In [1]:
import numpy as np
import tflearn 

# Download the Titanic dataset
from tflearn.datasets import titanic
titanic.download_dataset("titanic_dataset.csv")

# Download dataset and indicate that the first column represents the labels
from tflearn.data_utils import load_csv
data, labels = load_csv("titanic_dataset.csv", target_column = 0,
                       categorical_labels = True, n_classes = 2)

Instructions for updating:
non-resource variables are not supported in the long term


In [14]:
data

array([[  1.    ,   1.    ,  29.    ,   0.    ,   0.    , 211.3375],
       [  1.    ,   0.    ,   0.9167,   1.    ,   2.    , 151.55  ],
       [  1.    ,   1.    ,   2.    ,   1.    ,   2.    , 151.55  ],
       ...,
       [  3.    ,   0.    ,  26.5   ,   0.    ,   0.    ,   7.225 ],
       [  3.    ,   0.    ,  27.    ,   0.    ,   0.    ,   7.225 ],
       [  3.    ,   0.    ,  29.    ,   0.    ,   0.    ,   7.875 ]],
      dtype=float32)

In [2]:
data[1:5]

[['1',
  'Allison, Master. Hudson Trevor',
  'male',
  '0.9167',
  '1',
  '2',
  '113781',
  '151.5500'],
 ['1',
  'Allison, Miss. Helen Loraine',
  'female',
  '2',
  '1',
  '2',
  '113781',
  '151.5500'],
 ['1',
  'Allison, Mr. Hudson Joshua Creighton',
  'male',
  '30',
  '1',
  '2',
  '113781',
  '151.5500'],
 ['1',
  'Allison, Mrs. Hudson J C (Bessie Waldo Daniels)',
  'female',
  '25',
  '1',
  '2',
  '113781',
  '151.5500']]

In [3]:
# Preprocessing the data (define the process): We are not looking for the name of passenger or the ticket number
def preprocess(passengers, columns_to_delete):
    # Sort by descending ID and delete columns
    for column_to_delete in sorted(columns_to_delete, reverse = True):
        [passenger.pop(column_to_delete) for passenger in passengers]
    for i in range(len(passengers)):
        # Converting "sex" field to a float value(id is 1 after removing labels column)
        passengers[i][1] = 1. if passengers[i][1] == "female" else 0
    return np.array(passengers, dtype = "float32")
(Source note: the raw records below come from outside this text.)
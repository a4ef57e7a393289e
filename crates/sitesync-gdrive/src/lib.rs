//! sitesync GDrive - Google Drive v3 provider
//!
//! Provides async client and provider for:
//! - OAuth2 token refresh from an `authorized_user` credentials file
//! - Root discovery for My Drive and shared drives
//! - The folder path tree (Drive has no native paths, only parent ids)
//! - Resumable chunked upload and ranged chunked download
//!
//! ## Modules
//!
//! - [`auth`] - Credentials file parsing and access token refresh
//! - [`client`] - Drive v3 REST client
//! - [`upload`] - Resumable upload session
//! - [`download`] - Ranged download
//! - [`provider`] - [`IRemoteProvider`](sitesync_core::ports::IRemoteProvider) implementation

pub mod auth;
pub mod client;
pub mod download;
pub mod provider;
pub mod upload;

use sitesync_core::domain::ProviderError;
use thiserror::Error;

pub use provider::{GDriveProvider, CODE, QUOTA_BACKOFF};

/// Bytes per upload/download chunk, must be a multiple of 256 KiB
pub const CHUNK_SIZE: usize = 2 * 1024 * 1024;

/// Errors that can occur when communicating with the Drive API
#[derive(Debug, Error)]
pub enum GDriveError {
    /// The API answered with an error status
    #[error("HTTP {status}: {message}")]
    Api {
        status: u16,
        /// First machine readable reason, e.g. `userRateLimitExceeded`
        reason: Option<String>,
        message: String,
    },

    /// A network-level error occurred
    #[error("Network error: {0}")]
    Network(#[from] reqwest::Error),

    /// No usable access token could be obtained
    #[error("Authentication failed: {0}")]
    Auth(String),

    /// The API response could not be parsed or was malformed
    #[error("Invalid response: {0}")]
    InvalidResponse(String),

    /// Reading or writing the local file failed
    #[error("I/O error: {0}")]
    Io(#[from] std::io::Error),

    /// The observer asked to stop between two chunks
    #[error("Paused during process, please redo")]
    Paused,
}

impl GDriveError {
    pub fn status(&self) -> Option<u16> {
        match self {
            GDriveError::Api { status, .. } => Some(*status),
            _ => None,
        }
    }

    /// 403 caused by missing sharing/consent rather than by quota
    pub fn is_permission_denied(&self) -> bool {
        match self {
            GDriveError::Api {
                status: 403,
                reason,
                message,
            } => {
                message.contains("has not granted")
                    || reason.as_deref().is_some_and(|r| r.contains("has not granted"))
            }
            _ => false,
        }
    }
}

impl From<GDriveError> for ProviderError {
    fn from(err: GDriveError) -> Self {
        if err.is_permission_denied() {
            return ProviderError::PermissionDenied(err.to_string());
        }
        match err {
            GDriveError::Paused => ProviderError::Paused,
            GDriveError::Io(e) => ProviderError::Io(e),
            GDriveError::Api { status: 404, message, .. } => ProviderError::NotFound(message),
            GDriveError::Api { status, .. } if status == 429 || status >= 500 => {
                ProviderError::Unavailable(err.to_string())
            }
            GDriveError::Network(_) => ProviderError::Unavailable(err.to_string()),
            other => ProviderError::Backend(other.to_string()),
        }
    }
}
# Ignore "name" and "ticket" columns (columns 1 and 6 of data array)
to_ignore = [1,6]

# Preprocess the data
data = preprocess(data, to_ignore)

In [4]:
# Building the neural network
net = tflearn.input_data(shape = [None, 6])  # Input layer with 6 features from the data
net = tflearn.fully_connected(net, 32)  # two hidden layers with 32 nodes each
net = tflearn.fully_connected(net, 32)
net = tflearn.fully_connected(net, 2, activation = "softmax")  # Output layer with 2 nodes
net = tflearn.regression(net)  # Fine tune the model

Instructions for updating:
Call initializer instance with the dtype argument instead of passing it to the constructor


In [5]:
# Create the model
model = tflearn.DNN(net)
# Start the training (apply gradient descent algorithm)
model.fit(data, labels, n_epoch = 10, batch_size = 16, show_metric = True)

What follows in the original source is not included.